## Data shown
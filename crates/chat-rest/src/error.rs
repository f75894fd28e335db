//! REST error types

use crate::bucket::BucketSnapshot;
use std::time::Duration;
use thiserror::Error;

/// REST error type
#[derive(Debug, Error)]
pub enum RestError {
    /// Bucket queue already holds the maximum number of calls
    #[error("Queue for bucket {bucket} is full ({capacity} calls)")]
    QueueFull { bucket: String, capacity: usize },

    /// Call would have waited longer than allowed before dispatch
    #[error("Call in bucket {bucket} would wait {wait:?}, more than the allowed {max_wait:?}")]
    QueueTimeout {
        bucket: String,
        wait: Duration,
        max_wait: Duration,
    },

    /// Scheduler shut down before the call was dispatched
    #[error("Call abandoned before dispatch")]
    QueueAbandoned,

    /// Still throttled after the retry budget was spent
    #[error("Rate limited on bucket {}", .0.key)]
    RateLimited(Box<BucketSnapshot>),

    /// Non-success response
    #[error("API error {status}: {body}")]
    Api { status: u16, body: String },

    /// The executor failed to complete the call
    #[error("Transport error: {0}")]
    Transport(String),

    /// Request body could not be encoded
    #[error("Serialization error: {0}")]
    Serialization(#[from] serde_json::Error),

    /// Response body could not be decoded
    #[error("Failed to decode response: {0}")]
    Decode(String),

    #[error("Invalid value for header {name}: {value}")]
    InvalidHeader { name: String, value: String },
}

impl RestError {
    /// Whether the call reached the executor
    ///
    /// `false` means the call never left its queue.
    #[must_use]
    pub const fn was_dispatched(&self) -> bool {
        matches!(
            self,
            Self::RateLimited(_) | Self::Api { .. } | Self::Transport(_) | Self::Decode(_)
        )
    }

    /// HTTP status carried by the error, if any
    #[must_use]
    pub const fn status(&self) -> Option<u16> {
        match self {
            Self::Api { status, .. } => Some(*status),
            Self::RateLimited(_) => Some(429),
            _ => None,
        }
    }
}

/// REST result type
pub type RestResult<T> = Result<T, RestError>;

## Assignment
All the lines above need to be retyped exactly, with nothing left out.

## Exercise output
filename crates/chat-rest/src/error.rs
repository f75894fd28e335db
//! REST error types

use crate::bucket::BucketSnapshot;
use std::time::Duration;
use thiserror::Error;

/// REST error type
#[derive(Debug, Error)]
pub enum RestError {
    /// Bucket queue already holds the maximum number of calls
    #[error("Queue for bucket {bucket} is full ({capacity} calls)")]
    QueueFull { bucket: String, capacity: usize },

    /// Call would have waited longer than allowed before dispatch
    #[error("Call in bucket {bucket} would wait {wait:?}, more than the allowed {max_wait:?}")]
    QueueTimeout {
        bucket: String,
        wait: Duration,
        max_wait: Duration,
    },

    /// Scheduler shut down before the call was dispatched
    #[error("Call abandoned before dispatch")]
    QueueAbandoned,

    /// Still throttled after the retry budget was spent
    #[error("Rate limited on bucket {}", .0.key)]
    RateLimited(Box<BucketSnapshot>),

    /// Non-success response
    #[error("API error {status}: {body}")]
    Api { status: u16, body: String },

    /// The executor failed to complete the call
    #[error("Transport error: {0}")]
    Transport(String),

    /// Request body could not be encoded
    #[error("Serialization error: {0}")]
    Serialization(#[from] serde_json::Error),

    /// Response body could not be decoded
    #[error("Failed to decode response: {0}")]
    Decode(String),

    #[error("Invalid value for header {name}: {value}")]
    InvalidHeader { name: String, value: String },
}

impl RestError {
    /// Whether the call reached the executor
    ///
    /// `false` means the call never left its queue.
    #[must_use]
    pub const fn was_dispatched(&self) -> bool {
        matches!(
            self,
            Self::RateLimited(_) | Self::Api { .. } | Self::Transport(_) | Self::Decode(_)
        )
    }

    /// HTTP status carried by the error, if any
    #[must_use]
    pub const fn status(&self) -> Option<u16> {
        match self {
            Self::Api { status, .. } => Some(*status),
            Self::RateLimited(_) => Some(429),
            _ => None,
        }
    }
}

/// REST result type
pub type RestResult<T> = Result<T, RestError>;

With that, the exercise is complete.